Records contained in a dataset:
- - - - - - -

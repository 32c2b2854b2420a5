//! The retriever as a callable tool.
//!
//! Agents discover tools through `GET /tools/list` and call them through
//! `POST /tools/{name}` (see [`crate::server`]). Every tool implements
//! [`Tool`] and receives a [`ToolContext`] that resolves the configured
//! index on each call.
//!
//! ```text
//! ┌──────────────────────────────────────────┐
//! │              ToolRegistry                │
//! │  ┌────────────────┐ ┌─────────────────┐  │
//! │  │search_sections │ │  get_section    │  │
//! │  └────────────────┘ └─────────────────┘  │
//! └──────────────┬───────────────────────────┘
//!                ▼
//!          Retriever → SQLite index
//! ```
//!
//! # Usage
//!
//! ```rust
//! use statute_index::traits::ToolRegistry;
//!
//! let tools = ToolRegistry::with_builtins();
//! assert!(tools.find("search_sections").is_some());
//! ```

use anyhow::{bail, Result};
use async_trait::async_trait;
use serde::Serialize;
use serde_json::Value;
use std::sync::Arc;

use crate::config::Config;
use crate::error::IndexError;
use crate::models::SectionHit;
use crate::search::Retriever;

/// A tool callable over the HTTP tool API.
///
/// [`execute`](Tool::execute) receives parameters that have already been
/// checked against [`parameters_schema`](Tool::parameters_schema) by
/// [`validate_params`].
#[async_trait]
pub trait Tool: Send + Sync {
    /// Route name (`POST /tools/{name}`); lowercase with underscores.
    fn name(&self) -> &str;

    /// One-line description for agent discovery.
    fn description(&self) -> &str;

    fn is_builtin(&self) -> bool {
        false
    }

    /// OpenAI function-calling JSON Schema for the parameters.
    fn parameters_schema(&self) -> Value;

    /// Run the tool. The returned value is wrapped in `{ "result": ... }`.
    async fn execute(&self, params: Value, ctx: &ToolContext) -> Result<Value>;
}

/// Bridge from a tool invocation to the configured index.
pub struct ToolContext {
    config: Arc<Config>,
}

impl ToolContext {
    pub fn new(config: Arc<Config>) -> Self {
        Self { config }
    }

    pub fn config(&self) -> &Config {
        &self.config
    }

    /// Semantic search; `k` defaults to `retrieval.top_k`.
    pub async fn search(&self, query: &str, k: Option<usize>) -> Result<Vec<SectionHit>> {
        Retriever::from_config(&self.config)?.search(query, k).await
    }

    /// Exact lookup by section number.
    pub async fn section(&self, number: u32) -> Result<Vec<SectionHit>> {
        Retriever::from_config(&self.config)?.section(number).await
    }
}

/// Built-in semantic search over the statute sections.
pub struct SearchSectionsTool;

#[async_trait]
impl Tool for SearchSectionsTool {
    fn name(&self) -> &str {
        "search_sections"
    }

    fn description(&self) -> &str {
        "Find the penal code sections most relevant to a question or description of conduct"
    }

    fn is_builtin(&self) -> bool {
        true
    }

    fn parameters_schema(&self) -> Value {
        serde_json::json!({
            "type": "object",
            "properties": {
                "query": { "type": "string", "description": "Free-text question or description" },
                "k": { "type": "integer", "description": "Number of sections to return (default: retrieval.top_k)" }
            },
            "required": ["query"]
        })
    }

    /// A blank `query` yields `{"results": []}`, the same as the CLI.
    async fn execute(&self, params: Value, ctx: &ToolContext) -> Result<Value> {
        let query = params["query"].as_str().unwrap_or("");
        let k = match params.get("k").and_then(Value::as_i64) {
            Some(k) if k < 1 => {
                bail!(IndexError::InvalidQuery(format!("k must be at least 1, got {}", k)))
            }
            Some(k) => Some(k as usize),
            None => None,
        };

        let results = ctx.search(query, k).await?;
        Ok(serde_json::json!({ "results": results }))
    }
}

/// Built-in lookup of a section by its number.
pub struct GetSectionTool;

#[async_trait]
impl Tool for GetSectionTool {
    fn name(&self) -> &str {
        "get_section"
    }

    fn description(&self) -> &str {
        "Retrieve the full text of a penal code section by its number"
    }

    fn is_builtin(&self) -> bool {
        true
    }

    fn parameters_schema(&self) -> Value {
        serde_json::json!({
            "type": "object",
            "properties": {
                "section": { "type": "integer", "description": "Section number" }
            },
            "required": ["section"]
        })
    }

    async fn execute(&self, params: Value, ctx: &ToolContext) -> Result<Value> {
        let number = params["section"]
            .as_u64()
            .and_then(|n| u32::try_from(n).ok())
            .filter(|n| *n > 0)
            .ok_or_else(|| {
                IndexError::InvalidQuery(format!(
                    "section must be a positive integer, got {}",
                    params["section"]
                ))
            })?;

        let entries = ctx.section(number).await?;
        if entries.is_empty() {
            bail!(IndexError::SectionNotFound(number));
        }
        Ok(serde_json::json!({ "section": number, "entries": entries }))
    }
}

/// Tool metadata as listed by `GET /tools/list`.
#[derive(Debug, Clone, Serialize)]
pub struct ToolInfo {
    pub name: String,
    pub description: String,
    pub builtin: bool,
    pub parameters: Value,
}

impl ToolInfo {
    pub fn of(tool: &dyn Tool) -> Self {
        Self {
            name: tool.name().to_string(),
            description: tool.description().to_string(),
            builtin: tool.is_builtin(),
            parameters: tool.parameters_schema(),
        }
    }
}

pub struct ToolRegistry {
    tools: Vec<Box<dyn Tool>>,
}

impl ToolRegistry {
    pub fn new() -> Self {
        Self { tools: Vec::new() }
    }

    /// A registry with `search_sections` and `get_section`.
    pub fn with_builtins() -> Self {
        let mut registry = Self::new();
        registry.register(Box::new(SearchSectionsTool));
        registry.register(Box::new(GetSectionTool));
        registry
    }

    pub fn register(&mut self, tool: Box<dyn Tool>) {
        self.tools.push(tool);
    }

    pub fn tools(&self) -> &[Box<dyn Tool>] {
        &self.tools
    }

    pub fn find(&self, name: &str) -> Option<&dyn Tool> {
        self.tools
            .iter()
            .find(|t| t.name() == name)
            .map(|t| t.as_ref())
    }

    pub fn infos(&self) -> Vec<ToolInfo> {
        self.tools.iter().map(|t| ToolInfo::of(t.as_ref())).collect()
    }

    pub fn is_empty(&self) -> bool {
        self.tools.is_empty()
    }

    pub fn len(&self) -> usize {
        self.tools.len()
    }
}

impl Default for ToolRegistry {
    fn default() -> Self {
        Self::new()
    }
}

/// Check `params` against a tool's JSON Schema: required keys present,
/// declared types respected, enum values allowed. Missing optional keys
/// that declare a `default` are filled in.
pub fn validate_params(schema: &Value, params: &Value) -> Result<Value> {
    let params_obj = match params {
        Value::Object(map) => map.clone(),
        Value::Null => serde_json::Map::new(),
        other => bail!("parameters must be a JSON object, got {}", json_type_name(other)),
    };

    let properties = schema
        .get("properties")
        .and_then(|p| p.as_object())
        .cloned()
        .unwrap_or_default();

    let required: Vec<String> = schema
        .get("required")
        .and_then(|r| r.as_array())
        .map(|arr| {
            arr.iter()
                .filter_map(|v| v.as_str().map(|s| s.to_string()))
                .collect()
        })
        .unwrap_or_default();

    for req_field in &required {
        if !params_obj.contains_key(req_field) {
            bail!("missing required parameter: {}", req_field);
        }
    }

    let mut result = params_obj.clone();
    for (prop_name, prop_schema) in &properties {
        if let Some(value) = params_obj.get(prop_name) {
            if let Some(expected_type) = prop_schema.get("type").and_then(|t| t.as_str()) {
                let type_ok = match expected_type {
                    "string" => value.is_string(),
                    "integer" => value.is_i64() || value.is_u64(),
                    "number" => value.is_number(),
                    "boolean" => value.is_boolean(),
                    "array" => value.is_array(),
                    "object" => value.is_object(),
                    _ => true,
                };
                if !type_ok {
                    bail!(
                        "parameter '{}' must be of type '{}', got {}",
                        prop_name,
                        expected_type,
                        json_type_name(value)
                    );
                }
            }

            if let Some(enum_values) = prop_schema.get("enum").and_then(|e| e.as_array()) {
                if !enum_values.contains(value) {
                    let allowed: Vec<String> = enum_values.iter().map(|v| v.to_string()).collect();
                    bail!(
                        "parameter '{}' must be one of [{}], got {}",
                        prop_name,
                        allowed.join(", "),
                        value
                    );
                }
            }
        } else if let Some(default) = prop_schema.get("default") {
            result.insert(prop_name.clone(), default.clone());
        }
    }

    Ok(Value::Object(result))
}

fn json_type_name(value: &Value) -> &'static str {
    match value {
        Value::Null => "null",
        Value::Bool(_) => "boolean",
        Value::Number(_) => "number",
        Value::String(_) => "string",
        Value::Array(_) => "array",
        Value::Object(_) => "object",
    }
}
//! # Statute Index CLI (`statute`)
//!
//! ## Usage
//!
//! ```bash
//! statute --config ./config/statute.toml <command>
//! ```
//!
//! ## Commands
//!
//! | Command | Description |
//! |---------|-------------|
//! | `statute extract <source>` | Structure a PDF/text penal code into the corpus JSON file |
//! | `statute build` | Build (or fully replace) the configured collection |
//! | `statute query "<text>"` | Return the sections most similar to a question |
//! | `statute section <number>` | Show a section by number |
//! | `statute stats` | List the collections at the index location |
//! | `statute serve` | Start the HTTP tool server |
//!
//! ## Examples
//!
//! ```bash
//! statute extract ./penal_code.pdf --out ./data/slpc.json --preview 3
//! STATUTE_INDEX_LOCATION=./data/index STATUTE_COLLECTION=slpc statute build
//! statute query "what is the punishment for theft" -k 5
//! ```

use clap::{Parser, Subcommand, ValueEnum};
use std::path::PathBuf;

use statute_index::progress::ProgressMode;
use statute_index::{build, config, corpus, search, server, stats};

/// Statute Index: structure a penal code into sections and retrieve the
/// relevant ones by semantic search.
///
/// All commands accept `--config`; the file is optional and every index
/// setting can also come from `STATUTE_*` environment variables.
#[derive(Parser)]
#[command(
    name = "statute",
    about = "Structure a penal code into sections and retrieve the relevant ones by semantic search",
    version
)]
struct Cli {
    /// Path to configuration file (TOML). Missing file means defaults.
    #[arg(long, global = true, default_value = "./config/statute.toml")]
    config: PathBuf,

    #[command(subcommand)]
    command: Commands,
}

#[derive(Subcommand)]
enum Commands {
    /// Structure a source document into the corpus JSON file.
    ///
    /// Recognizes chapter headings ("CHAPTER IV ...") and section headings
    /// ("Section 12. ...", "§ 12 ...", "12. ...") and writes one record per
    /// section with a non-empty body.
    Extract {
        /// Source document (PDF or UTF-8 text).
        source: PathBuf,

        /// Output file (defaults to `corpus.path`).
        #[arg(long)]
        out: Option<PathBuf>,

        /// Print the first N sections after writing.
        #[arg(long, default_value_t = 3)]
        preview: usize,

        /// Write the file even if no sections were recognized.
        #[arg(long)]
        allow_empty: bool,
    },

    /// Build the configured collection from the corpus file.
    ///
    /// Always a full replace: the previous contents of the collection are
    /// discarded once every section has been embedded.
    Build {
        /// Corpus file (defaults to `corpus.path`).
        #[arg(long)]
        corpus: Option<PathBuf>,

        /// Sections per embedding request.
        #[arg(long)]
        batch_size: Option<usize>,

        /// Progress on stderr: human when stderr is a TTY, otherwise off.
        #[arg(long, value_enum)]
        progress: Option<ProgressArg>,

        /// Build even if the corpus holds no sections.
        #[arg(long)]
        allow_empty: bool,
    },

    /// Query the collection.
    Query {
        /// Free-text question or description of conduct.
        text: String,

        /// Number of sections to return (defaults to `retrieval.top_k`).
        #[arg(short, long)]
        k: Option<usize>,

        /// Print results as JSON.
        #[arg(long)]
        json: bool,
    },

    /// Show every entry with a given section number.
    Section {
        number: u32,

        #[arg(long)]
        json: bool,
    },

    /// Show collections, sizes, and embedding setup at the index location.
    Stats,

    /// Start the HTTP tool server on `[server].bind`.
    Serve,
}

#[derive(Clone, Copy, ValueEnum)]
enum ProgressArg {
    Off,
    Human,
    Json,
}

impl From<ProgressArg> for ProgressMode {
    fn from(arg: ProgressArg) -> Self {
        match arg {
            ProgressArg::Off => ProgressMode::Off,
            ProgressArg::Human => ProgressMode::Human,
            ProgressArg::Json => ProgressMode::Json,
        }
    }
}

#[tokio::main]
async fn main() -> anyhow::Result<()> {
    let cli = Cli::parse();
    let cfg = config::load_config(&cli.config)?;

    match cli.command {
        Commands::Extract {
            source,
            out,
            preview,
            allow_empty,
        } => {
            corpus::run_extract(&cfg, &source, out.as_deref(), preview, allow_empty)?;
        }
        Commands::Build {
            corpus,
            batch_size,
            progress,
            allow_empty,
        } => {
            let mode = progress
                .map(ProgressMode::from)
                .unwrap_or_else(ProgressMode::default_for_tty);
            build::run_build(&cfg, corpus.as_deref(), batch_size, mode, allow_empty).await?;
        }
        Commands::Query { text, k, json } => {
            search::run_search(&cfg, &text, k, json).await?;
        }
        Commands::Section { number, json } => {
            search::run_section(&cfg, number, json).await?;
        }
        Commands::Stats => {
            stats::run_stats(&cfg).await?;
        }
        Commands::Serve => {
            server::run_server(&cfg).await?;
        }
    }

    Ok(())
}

- - - - - - -

→ What this task involves
Locate the lines above that hold the word "InvalidQuery". Show every one of them.

→ Answer below
                bail!(IndexError::InvalidQuery(format!("k must be at least 1, got {}", k)))
                IndexError::InvalidQuery(format!(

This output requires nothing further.